Tuesday, July 27, 2010

Was the Development of Modern Nations Pre-Determined 3000 Years Ago?

Diego Comin (Harvard), William Easterly (NYU), and Eric Gong (Berkeley) raise fascinating questions in a new article published in the American Economic Journal: Macroeconomics (July 2010, http://www.aeaweb.org).

“To the extent that history is discussed at all in economic development, it is usually either the divergence associated with the Industrial Revolution (e.g., Robert Lucas 2000) or the effects of colonial regimes. Is it possible that history as old as 1500 AD or older also matters significantly for today’s national economic development?”

To explore this question the authors “assemble a new dataset on the history of technology over 2500 years of history prior to the era of colonization and extensive European contacts” for the predecessors to today’s nation states. They look for very long run influences on economic development in the presence or absence of written language, the wheel, agriculture rather than hunting-gathering, iron tools, etc. 1000 years before the present era, in year 0 AD, and in 1500 AD.

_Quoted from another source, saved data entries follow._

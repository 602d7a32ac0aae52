use crate::core::balance::unsigned_zero;
use crate::core::currency::CurrencyCode;
use crate::core::error::LedgerError;
use crate::core::expense::{Expense, ExpenseId, SplitPolicy};
use crate::core::group::Group;
use crate::core::member::MemberId;
use rust_decimal::prelude::ToPrimitive;
use rust_decimal::{Decimal, RoundingStrategy};
use serde::{Serialize, Serializer};
use std::collections::BTreeMap;

/// How one expense divides among its participants.
///
/// Holds both views of the same division:
///
/// - **shares**: what each participant bears, payer included, summing to
///   the expense amount;
/// - **signed amounts**: positive = owed to the member, negative = owed by
///   the member. Every non-payer participant is at `-share`, the payer is
///   at `amount - payer_share`, and the values sum to zero.
///
/// Excluded members appear in neither map. Serializes as the signed map,
/// which is the `splits` object of the expense endpoint.
#[derive(Debug, Clone, PartialEq, Eq)]
pub struct Split {
    expense_id: ExpenseId,
    payer: MemberId,
    amount: Decimal,
    shares: BTreeMap<MemberId, Decimal>,
    signed: BTreeMap<MemberId, Decimal>,
}

impl Split {
    fn from_shares(
        expense_id: ExpenseId,
        payer: MemberId,
        amount: Decimal,
        shares: BTreeMap<MemberId, Decimal>,
    ) -> Result<Self, LedgerError> {
        let mut signed: BTreeMap<MemberId, Decimal> = shares
            .iter()
            .filter(|(member, _)| **member != payer)
            .map(|(member, share)| (member.clone(), unsigned_zero(-*share)))
            .collect();
        let payer_share = shares.get(&payer).copied().unwrap_or(Decimal::ZERO);
        signed.insert(payer.clone(), unsigned_zero(amount - payer_share));

        let split = Self {
            expense_id,
            payer,
            amount,
            shares,
            signed,
        };

        let share_total: Decimal = split.shares.values().sum();
        if share_total != amount || split.total() != Decimal::ZERO {
            return Err(LedgerError::RoundingInvariantViolation(format!(
                "split of expense {} allocates {} of {} (signed total {})",
                expense_id,
                share_total,
                amount,
                split.total()
            )));
        }
        Ok(split)
    }

    // --- Accessors ---

    pub fn expense_id(&self) -> ExpenseId {
        self.expense_id
    }

    pub fn payer(&self) -> &MemberId {
        &self.payer
    }

    pub fn amount(&self) -> Decimal {
        self.amount
    }

    /// What each participant bears, in ascending member id order.
    pub fn shares(&self) -> &BTreeMap<MemberId, Decimal> {
        &self.shares
    }

    /// Signed amounts: positive = owed to the member.
    pub fn signed_amounts(&self) -> &BTreeMap<MemberId, Decimal> {
        &self.signed
    }

    pub fn share_of(&self, member: &MemberId) -> Option<Decimal> {
        self.shares.get(member).copied()
    }

    /// Signed amount for a member, `None` if the member is not part of the split.
    pub fn amount_for(&self, member: &MemberId) -> Option<Decimal> {
        self.signed.get(member).copied()
    }

    pub fn contains(&self, member: &MemberId) -> bool {
        self.signed.contains_key(member)
    }

    /// Sum of the signed amounts. Always zero for a split built by the engine.
    pub fn total(&self) -> Decimal {
        self.signed.values().sum()
    }

    /// What the other participants owe the payer in total.
    pub fn owed_to_payer(&self) -> Decimal {
        self.amount_for(&self.payer).unwrap_or(Decimal::ZERO)
    }
}

impl Serialize for Split {
    fn serialize<S: Serializer>(&self, serializer: S) -> Result<S::Ok, S::Error> {
        self.signed.serialize(serializer)
    }
}

impl std::fmt::Display for Split {
    fn fmt(&self, f: &mut std::fmt::Formatter<'_>) -> std::fmt::Result {
        writeln!(f, "Expense {} ({} paid by {})", self.expense_id, self.amount, self.payer)?;
        for (member, signed) in &self.signed {
            let share = self.share_of(member).unwrap_or(Decimal::ZERO);
            writeln!(f, "  {:<12} share {:>10}  net {:>10}", member, share, signed)?;
        }
        Ok(())
    }
}

/// Largest amount a single expense, share or payment may carry
/// (one quadrillion major units).
pub const MAX_AMOUNT: Decimal = Decimal::from_parts(0xA4C6_8000, 0x0003_8D7E, 0, false, 0);

/// Reject amounts outside `(0, MAX_AMOUNT]` and amounts finer than the
/// minor unit.
pub fn validate_amount(amount: Decimal, currency: &CurrencyCode) -> Result<(), LedgerError> {
    if amount <= Decimal::ZERO {
        return Err(LedgerError::NonPositiveAmount { amount });
    }
    if amount > MAX_AMOUNT {
        return Err(LedgerError::AmountTooLarge {
            amount,
            max: MAX_AMOUNT,
        });
    }
    if !currency.is_representable(amount) {
        return Err(LedgerError::PrecisionExceeded {
            amount,
            currency: currency.clone(),
        });
    }
    Ok(())
}

/// Divide `amount` equally at the currency's minor unit.
///
/// Each participant gets the share truncated toward zero; the leftover
/// minor units go one each to the lowest member ids, so the shares always
/// add back up to `amount` exactly.
///
/// # Examples
///
/// ```
/// use divy_ledger::core::currency::CurrencyCode;
/// use divy_ledger::core::member::MemberId;
/// use divy_ledger::engine::split::allocate_evenly;
/// use rust_decimal_macros::dec;
///
/// let members = [MemberId::new("3"), MemberId::new("1"), MemberId::new("2")];
/// let shares = allocate_evenly(dec!(10.00), &members, &CurrencyCode::new("USD")).unwrap();
///
/// assert_eq!(shares[&MemberId::new("1")], dec!(3.34));
/// assert_eq!(shares[&MemberId::new("2")], dec!(3.33));
/// assert_eq!(shares[&MemberId::new("3")], dec!(3.33));
/// ```
pub fn allocate_evenly(
    amount: Decimal,
    participants: &[MemberId],
    currency: &CurrencyCode,
) -> Result<BTreeMap<MemberId, Decimal>, LedgerError> {
    if participants.is_empty() {
        return Err(LedgerError::RoundingInvariantViolation(
            "cannot allocate across zero participants".to_string(),
        ));
    }

    let mut ordered = participants.to_vec();
    ordered.sort();
    ordered.dedup();

    let count = Decimal::from(ordered.len());
    let unit = currency.minor_unit();
    let base =
        (amount / count).round_dp_with_strategy(currency.minor_digits(), RoundingStrategy::ToZero);
    let leftover = amount - base * count;

    let extra_units = (leftover / unit)
        .to_usize()
        .filter(|n| *n < ordered.len() && Decimal::from(*n) * unit == leftover)
        .ok_or_else(|| {
            LedgerError::RoundingInvariantViolation(format!(
                "leftover {} of {} over {} participants is not a whole number of minor units",
                leftover,
                amount,
                ordered.len()
            ))
        })?;

    Ok(ordered
        .into_iter()
        .enumerate()
        .map(|(i, member)| {
            let share = if i < extra_units { base + unit } else { base };
            (member, share)
        })
        .collect())
}

/// Compute how one expense splits among the members of its group.
///
/// Participants are the group's members minus the expense's exclusions.
/// The payer must belong to the group and may not exclude themselves.
/// Pure: the same expense and group always give the same split.
pub fn compute_split(expense: &Expense, group: &Group) -> Result<Split, LedgerError> {
    let amount = expense.amount();
    let payer = expense.paid_by();

    validate_amount(amount, group.currency())?;
    if expense.group_id() != group.id() {
        return Err(LedgerError::GroupMismatch {
            record: format!("expense {}", expense.id()),
            expected: group.id().clone(),
            found: expense.group_id().clone(),
        });
    }
    group.require_member(payer)?;
    for member in expense.excluded() {
        group.require_member(member)?;
    }
    if expense.is_excluded(payer) {
        return Err(invalid(expense, "payer cannot be excluded from their own expense"));
    }

    let shares = match expense.policy() {
        SplitPolicy::Equal => {
            let participants: Vec<MemberId> = group
                .member_ids()
                .filter(|m| !expense.is_excluded(m))
                .cloned()
                .collect();
            if participants.is_empty() {
                return Err(invalid(expense, "no participants left after exclusions"));
            }
            allocate_evenly(amount, &participants, group.currency())?
        }
        SplitPolicy::Exact(shares) => exact_shares(expense, group, shares)?,
    };

    let split = Split::from_shares(expense.id(), payer.clone(), amount, shares)?;
    log::debug!(
        "split expense {} of {} across {} participants",
        expense.id(),
        amount,
        split.shares().len()
    );
    Ok(split)
}

fn exact_shares(
    expense: &Expense,
    group: &Group,
    shares: &BTreeMap<MemberId, Decimal>,
) -> Result<BTreeMap<MemberId, Decimal>, LedgerError> {
    if shares.is_empty() {
        return Err(invalid(expense, "exact split has no shares"));
    }
    for (member, share) in shares {
        group.require_member(member)?;
        if expense.is_excluded(member) {
            return Err(invalid(
                expense,
                &format!("excluded member {} cannot carry a share", member),
            ));
        }
        if *share < Decimal::ZERO {
            return Err(invalid(
                expense,
                &format!("share of {} is negative ({})", member, share),
            ));
        }
        if *share > expense.amount() {
            return Err(invalid(
                expense,
                &format!("share of {} ({}) exceeds the expense amount", member, share),
            ));
        }
        if !group.currency().is_representable(*share) {
            return Err(LedgerError::PrecisionExceeded {
                amount: *share,
                currency: group.currency().clone(),
            });
        }
    }

    let total = shares
        .values()
        .try_fold(Decimal::ZERO, |acc, share| acc.checked_add(*share))
        .ok_or_else(|| invalid(expense, "shares overflow when added up"))?;
    if total != expense.amount() {
        return Err(invalid(
            expense,
            &format!("shares add up to {}, expected {}", total, expense.amount()),
        ));
    }
    Ok(shares.clone())
}

fn invalid(expense: &Expense, reason: &str) -> LedgerError {
    log::warn!("rejecting expense {}: {}", expense.id(), reason);
    LedgerError::InvalidExpense {
        expense: expense.id(),
        reason: reason.to_string(),
    }
}
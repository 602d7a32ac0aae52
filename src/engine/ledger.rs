use crate::core::balance::NetBalance;
use crate::core::error::LedgerError;
use crate::core::expense::{Expense, ExpenseId};
use crate::core::group::Group;
use crate::core::payment::{Payment, PaymentId};
use crate::engine::balances::{compute_net_balances, validate_payment};
use crate::engine::settlement::{simplify_debts, Transfer};
use crate::engine::split::{compute_split, Split};
use chrono::{DateTime, Utc};
use serde::Serialize;

/// One entry in a group's history, newest first.
#[derive(Debug, Clone, Copy)]
pub enum HistoryEntry<'a> {
    Expense(&'a Expense),
    Payment(&'a Payment),
}

impl HistoryEntry<'_> {
    pub fn created_at(&self) -> DateTime<Utc> {
        match self {
            HistoryEntry::Expense(e) => e.created_at(),
            HistoryEntry::Payment(p) => p.created_at(),
        }
    }
}

/// A consistent snapshot of one group's expenses and payments.
///
/// Every record is validated against the group on the way in, so the
/// balance computations over the snapshot cannot fail on bad input.
/// Mutations take `&mut self`; callers that share a ledger across threads
/// serialize writes per group themselves. Ledgers are written out as JSON
/// but only loaded back through `LedgerSnapshot::into_ledger`, which
/// replays every record through these checks.
///
/// # Examples
///
/// ```
/// use divy_ledger::prelude::*;
/// use rust_decimal_macros::dec;
///
/// let group = Group::new(
///     GroupId::new("flat"),
///     "Flat 4B",
///     Member::new("1", "ana"),
///     vec![Member::new("2", "ben")],
/// );
/// let mut ledger = GroupLedger::new(group);
///
/// ledger.add_expense(Expense::new(GroupId::new("flat"), MemberId::new("1"), dec!(50))).unwrap();
/// let payment = ledger
///     .record_payment(Payment::new(GroupId::new("flat"), MemberId::new("2"), MemberId::new("1"), dec!(25)))
///     .unwrap();
/// ledger.settle_payment(payment).unwrap();
///
/// assert!(ledger.net_balances().unwrap().is_settled());
/// ```
#[derive(Debug, Clone, Serialize)]
pub struct GroupLedger {
    group: Group,
    expenses: Vec<Expense>,
    payments: Vec<Payment>,
}

impl GroupLedger {
    pub fn new(group: Group) -> Self {
        Self {
            group,
            expenses: Vec::new(),
            payments: Vec::new(),
        }
    }

    /// Validate and store an expense, returning how it splits.
    pub fn add_expense(&mut self, expense: Expense) -> Result<Split, LedgerError> {
        let split = compute_split(&expense, &self.group)?;
        log::info!(
            "group {}: expense {} of {} paid by {}",
            self.group.id(),
            expense.id(),
            expense.amount(),
            expense.paid_by()
        );
        self.expenses.push(expense);
        Ok(split)
    }

    /// Delete an expense. Its split disappears from every balance.
    pub fn remove_expense(&mut self, id: ExpenseId) -> Result<Expense, LedgerError> {
        let index = self
            .expenses
            .iter()
            .position(|e| e.id() == id)
            .ok_or(LedgerError::ExpenseNotFound(id))?;
        log::info!("group {}: expense {} deleted", self.group.id(), id);
        Ok(self.expenses.remove(index))
    }

    /// Validate and store a payment in whatever status it arrives with.
    pub fn record_payment(&mut self, payment: Payment) -> Result<PaymentId, LedgerError> {
        validate_payment(&payment, &self.group)?;
        let id = payment.id();
        log::info!(
            "group {}: payment {} of {} from {} to {} ({})",
            self.group.id(),
            id,
            payment.amount(),
            payment.from(),
            payment.to(),
            payment.status()
        );
        self.payments.push(payment);
        Ok(id)
    }

    pub fn settle_payment(&mut self, id: PaymentId) -> Result<(), LedgerError> {
        self.payment_mut(id)?.settle()
    }

    pub fn cancel_payment(&mut self, id: PaymentId) -> Result<(), LedgerError> {
        self.payment_mut(id)?.cancel()
    }

    fn payment_mut(&mut self, id: PaymentId) -> Result<&mut Payment, LedgerError> {
        self.payments
            .iter_mut()
            .find(|p| p.id() == id)
            .ok_or(LedgerError::PaymentNotFound(id))
    }

    /// The split of a stored expense.
    pub fn split_for(&self, id: ExpenseId) -> Result<Split, LedgerError> {
        let expense = self
            .expense(id)
            .ok_or(LedgerError::ExpenseNotFound(id))?;
        compute_split(expense, &self.group)
    }

    /// Splits of every stored expense, in insertion order.
    pub fn splits(&self) -> Result<Vec<Split>, LedgerError> {
        self.expenses
            .iter()
            .map(|e| compute_split(e, &self.group))
            .collect()
    }

    pub fn net_balances(&self) -> Result<NetBalance, LedgerError> {
        compute_net_balances(&self.group, &self.expenses, &self.payments)
    }

    /// Transfers that would square the group as it stands.
    pub fn settlement_plan(&self) -> Result<Vec<Transfer>, LedgerError> {
        Ok(simplify_debts(&self.net_balances()?))
    }

    /// Expenses and payments, newest first.
    pub fn history(&self) -> Vec<HistoryEntry<'_>> {
        let mut entries: Vec<HistoryEntry<'_>> = self
            .expenses
            .iter()
            .map(HistoryEntry::Expense)
            .chain(self.payments.iter().map(HistoryEntry::Payment))
            .collect();
        entries.sort_by(|a, b| b.created_at().cmp(&a.created_at()));
        entries
    }

    // --- Accessors ---

    pub fn group(&self) -> &Group {
        &self.group
    }

    pub fn expenses(&self) -> &[Expense] {
        &self.expenses
    }

    pub fn payments(&self) -> &[Payment] {
        &self.payments
    }

    pub fn expense(&self, id: ExpenseId) -> Option<&Expense> {
        self.expenses.iter().find(|e| e.id() == id)
    }

    pub fn payment(&self, id: PaymentId) -> Option<&Payment> {
        self.payments.iter().find(|p| p.id() == id)
    }
}
use crate::core::error::LedgerError;
use crate::core::group::GroupId;
use crate::core::member::MemberId;
use chrono::{DateTime, NaiveDate, Utc};
use rust_decimal::Decimal;
use serde::{Deserialize, Serialize};
use std::fmt;
use uuid::Uuid;

pub type PaymentId = Uuid;

/// Lifecycle of a settlement payment.
///
/// `Pending` moves to either `Settled` or `Cancelled`; both are terminal.
#[derive(Debug, Clone, Copy, Default, PartialEq, Eq, Hash, Serialize, Deserialize)]
#[serde(rename_all = "lowercase")]
pub enum PaymentStatus {
    #[default]
    Pending,
    Settled,
    Cancelled,
}

impl PaymentStatus {
    pub fn is_terminal(self) -> bool {
        !matches!(self, PaymentStatus::Pending)
    }

    pub fn can_transition_to(self, next: PaymentStatus) -> bool {
        matches!(
            (self, next),
            (PaymentStatus::Pending, PaymentStatus::Settled)
                | (PaymentStatus::Pending, PaymentStatus::Cancelled)
        )
    }
}

impl fmt::Display for PaymentStatus {
    fn fmt(&self, f: &mut fmt::Formatter<'_>) -> fmt::Result {
        let s = match self {
            PaymentStatus::Pending => "pending",
            PaymentStatus::Settled => "settled",
            PaymentStatus::Cancelled => "cancelled",
        };
        f.write_str(s)
    }
}

/// A transfer from one member to another that pays down a debt.
///
/// Payments start out pending and only count toward balances once
/// settled.
///
/// # Examples
///
/// ```
/// use divy_ledger::core::group::GroupId;
/// use divy_ledger::core::member::MemberId;
/// use divy_ledger::core::payment::{Payment, PaymentStatus};
/// use rust_decimal_macros::dec;
///
/// let mut payment = Payment::new(GroupId::new("trip"), MemberId::new("2"), MemberId::new("1"), dec!(20));
/// assert_eq!(payment.status(), PaymentStatus::Pending);
///
/// payment.settle().unwrap();
/// assert!(payment.is_settled());
/// assert!(payment.cancel().is_err());
/// ```
#[derive(Debug, Clone, PartialEq, Eq, Serialize, Deserialize)]
pub struct Payment {
    id: PaymentId,
    group_id: GroupId,
    from: MemberId,
    to: MemberId,
    amount: Decimal,
    date: NaiveDate,
    #[serde(default)]
    status: PaymentStatus,
    created_at: DateTime<Utc>,
}

impl Payment {
    /// Create a pending payment dated today.
    pub fn new(group_id: GroupId, from: MemberId, to: MemberId, amount: Decimal) -> Self {
        let now = Utc::now();
        Self {
            id: Uuid::new_v4(),
            group_id,
            from,
            to,
            amount,
            date: now.date_naive(),
            status: PaymentStatus::Pending,
            created_at: now,
        }
    }

    /// Replace the generated id (useful for testing / determinism).
    pub fn with_id(mut self, id: PaymentId) -> Self {
        self.id = id;
        self
    }

    pub fn with_date(mut self, date: NaiveDate) -> Self {
        self.date = date;
        self
    }

    pub fn with_created_at(mut self, created_at: DateTime<Utc>) -> Self {
        self.created_at = created_at;
        self
    }

    /// Confirm the payment went through.
    pub fn settle(&mut self) -> Result<(), LedgerError> {
        self.transition(PaymentStatus::Settled)
    }

    /// Abandon a payment that never went through.
    pub fn cancel(&mut self) -> Result<(), LedgerError> {
        self.transition(PaymentStatus::Cancelled)
    }

    fn transition(&mut self, next: PaymentStatus) -> Result<(), LedgerError> {
        if !self.status.can_transition_to(next) {
            return Err(LedgerError::InvalidPaymentTransition {
                payment: self.id,
                from: self.status,
                to: next,
            });
        }
        log::debug!("payment {} {} -> {}", self.id, self.status, next);
        self.status = next;
        Ok(())
    }

    // --- Accessors ---

    pub fn id(&self) -> PaymentId {
        self.id
    }

    pub fn group_id(&self) -> &GroupId {
        &self.group_id
    }

    pub fn from(&self) -> &MemberId {
        &self.from
    }

    pub fn to(&self) -> &MemberId {
        &self.to
    }

    pub fn amount(&self) -> Decimal {
        self.amount
    }

    pub fn date(&self) -> NaiveDate {
        self.date
    }

    pub fn status(&self) -> PaymentStatus {
        self.status
    }

    pub fn is_settled(&self) -> bool {
        self.status == PaymentStatus::Settled
    }

    pub fn created_at(&self) -> DateTime<Utc> {
        self.created_at
    }
}
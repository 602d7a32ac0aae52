//! Foundational types: members, groups, expenses, payments, balances.

pub mod balance;
pub mod currency;
pub mod error;
pub mod expense;
pub mod group;
pub mod member;
pub mod payment;
//! # divy-ledger
//!
//! Expense splitting and net balance engine for shared group ledgers.
//!
//! Given a group's members, the expenses they paid for one another and the
//! payments they made to settle up, this engine computes how each expense
//! splits, where every member stands, and a short list of transfers that
//! squares the group.
//!
//! ## Architecture
//!
//! - **core**: Foundational types: members, groups, expenses, payments, balances
//! - **engine**: Splitting, balance computation, settlement plans, group ledgers
//! - **api**: Request/response payloads of the shared-expense endpoints
//! - **config**: Defaults and environment overrides
//! - **simulation**: Random ledger generation for load testing

pub mod api;
pub mod config;
pub mod core;
pub mod engine;
pub mod simulation;

/// Convenience re-exports for common usage.
pub mod prelude {
    pub use crate::core::balance::NetBalance;
    pub use crate::core::currency::CurrencyCode;
    pub use crate::core::error::LedgerError;
    pub use crate::core::expense::{Expense, SplitPolicy};
    pub use crate::core::group::{Group, GroupId};
    pub use crate::core::member::{Member, MemberId};
    pub use crate::core::payment::{Payment, PaymentStatus};
    pub use crate::engine::balances::compute_net_balances;
    pub use crate::engine::ledger::GroupLedger;
    pub use crate::engine::settlement::{simplify_debts, Transfer};
    pub use crate::engine::split::{compute_split, Split};
}
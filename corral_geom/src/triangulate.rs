// Copyright 2025 the Corral Authors
// SPDX-License-Identifier: Apache-2.0 OR MIT

//! Ear-clipping triangulation and triangle meshes.

use alloc::vec::Vec;

use kurbo::Point;

use crate::polygon::SimplePolygon;
use crate::primitives::signed_area;

/// Minimum `(b - a) × (c - a)` for a candidate ear to count as convex.
pub const EAR_EPSILON: f64 = 1e-10;

/// Triangulates the simple polygon `points` by ear clipping.
///
/// `points` must not repeat its first vertex at the end. The ring is walked
/// counter-clockwise regardless of its input winding. Returns exactly
/// `3 * (n - 2)` indices into `points`, or `None` when the input has fewer
/// than three points, is degenerate (for example all collinear), or no ear
/// can be found within the `2n` iteration budget.
pub fn triangulate(points: &[Point]) -> Option<Vec<u32>> {
    let n = points.len();
    if n < 3 {
        return None;
    }
    let count = u32::try_from(n).ok()?;
    let mut ring: Vec<u32> = if signed_area(points) > 0.0 {
        (0..count).collect()
    } else {
        (0..count).rev().collect()
    };

    let mut triangles = Vec::with_capacity(3 * (n - 2));
    let mut budget = 2 * ring.len();
    let mut v = ring.len() - 1;
    while ring.len() > 2 {
        if budget == 0 {
            return None;
        }
        budget -= 1;

        let len = ring.len();
        let u = if v < len { v } else { 0 };
        v = if u + 1 < len { u + 1 } else { 0 };
        let w = if v + 1 < len { v + 1 } else { 0 };

        if is_ear(points, &ring, u, v, w) {
            triangles.extend_from_slice(&[ring[u], ring[v], ring[w]]);
            ring.remove(v);
            budget = 2 * ring.len();
        }
    }
    Some(triangles)
}

fn at(points: &[Point], ring: &[u32], slot: usize) -> Point {
    points[ring[slot] as usize]
}

fn is_ear(points: &[Point], ring: &[u32], u: usize, v: usize, w: usize) -> bool {
    let a = at(points, ring, u);
    let b = at(points, ring, v);
    let c = at(points, ring, w);
    if (b - a).cross(c - a) < EAR_EPSILON {
        return false;
    }
    (0..ring.len())
        .filter(|&slot| slot != u && slot != v && slot != w)
        .all(|slot| !in_triangle(a, b, c, at(points, ring, slot)))
}

/// Whether `p` lies inside or on the boundary of triangle `abc`.
///
/// Points on an edge count as inside so that an ear is never cut across a
/// vertex lying on its diagonal.
fn in_triangle(a: Point, b: Point, c: Point, p: Point) -> bool {
    let d1 = (b - a).cross(p - a);
    let d2 = (c - b).cross(p - b);
    let d3 = (a - c).cross(p - c);
    let has_neg = d1 < 0.0 || d2 < 0.0 || d3 < 0.0;
    let has_pos = d1 > 0.0 || d2 > 0.0 || d3 > 0.0;
    !(has_neg && has_pos)
}

/// Vertices plus triangle indices covering one or more polygons.
///
/// Built fresh from polygons; never edited in place.
#[derive(Clone, Debug, Default, PartialEq)]
pub struct TriangleMesh {
    /// Vertex positions, polygon after polygon.
    pub vertices: Vec<Point>,
    /// Triangle corner indices into [`Self::vertices`], three per triangle.
    pub indices: Vec<u32>,
}

impl TriangleMesh {
    /// Triangulates a single polygon.
    pub fn from_polygon(polygon: &SimplePolygon) -> Option<Self> {
        let indices = polygon.triangulate()?;
        Some(Self {
            vertices: polygon.vertices().to_vec(),
            indices,
        })
    }

    /// Concatenates the triangulations of `polygons` into one mesh.
    ///
    /// Each polygon's indices are offset by the number of vertices already
    /// in the mesh. Polygons that fail to triangulate are left out; use
    /// [`Self::push_polygon`] to find out which.
    pub fn from_polygons<'a, I>(polygons: I) -> Self
    where
        I: IntoIterator<Item = &'a SimplePolygon>,
    {
        let mut mesh = Self::default();
        for polygon in polygons {
            mesh.push_polygon(polygon);
        }
        mesh
    }

    /// Appends the triangulation of `polygon`.
    ///
    /// Returns `false` and leaves the mesh unchanged when the polygon cannot
    /// be triangulated or the mesh has run out of `u32` indices.
    pub fn push_polygon(&mut self, polygon: &SimplePolygon) -> bool {
        let Ok(offset) = u32::try_from(self.vertices.len()) else {
            return false;
        };
        let Some(indices) = polygon.triangulate() else {
            return false;
        };
        self.vertices.extend_from_slice(polygon.vertices());
        self.indices.extend(indices.into_iter().map(|i| i + offset));
        true
    }

    /// Whether the mesh has no triangles.
    pub fn is_empty(&self) -> bool {
        self.indices.is_empty()
    }

    /// Number of triangles.
    pub fn triangle_count(&self) -> usize {
        self.indices.len() / 3
    }

    /// Iterates over triangle corner positions.
    pub fn triangles(&self) -> impl Iterator<Item = [Point; 3]> + '_ {
        self.indices.chunks_exact(3).map(|tri| {
            [
                self.vertices[tri[0] as usize],
                self.vertices[tri[1] as usize],
                self.vertices[tri[2] as usize],
            ]
        })
    }

    /// Sum of the absolute triangle areas.
    pub fn area(&self) -> f64 {
        self.triangles()
            .map(|[a, b, c]| 0.5 * (b - a).cross(c - a).abs())
            .sum()
    }
}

They find that technological differences are surprisingly persistent over long periods of time. Specifically, their most interesting, strong, and robust results are for the association of 1500 AD technology with per capita income and technology adoption today. They also find robust and significant technological persistence from 1000 BC to zero AD, and from 0 AD to 1500 AD.

Their hypothesis is that the cost of adopting new technology falls with the stock of previous technology, thus generating the surprising long-term persistence observed in the data. They claim that historians reach a consensus on many mechanisms that cause past technology to have an effect on future technology, while past technology could not be sufficient to explain why Europe, and not China, experienced the Industrial Revolution (other factors such as institutions and values could matter too).

Instead of being a radically new phenomenon, the Industrial Revolution could well have been a simple speeding up of technology dynamics, by which new technology adoption is a function of the past technologies already accumulated.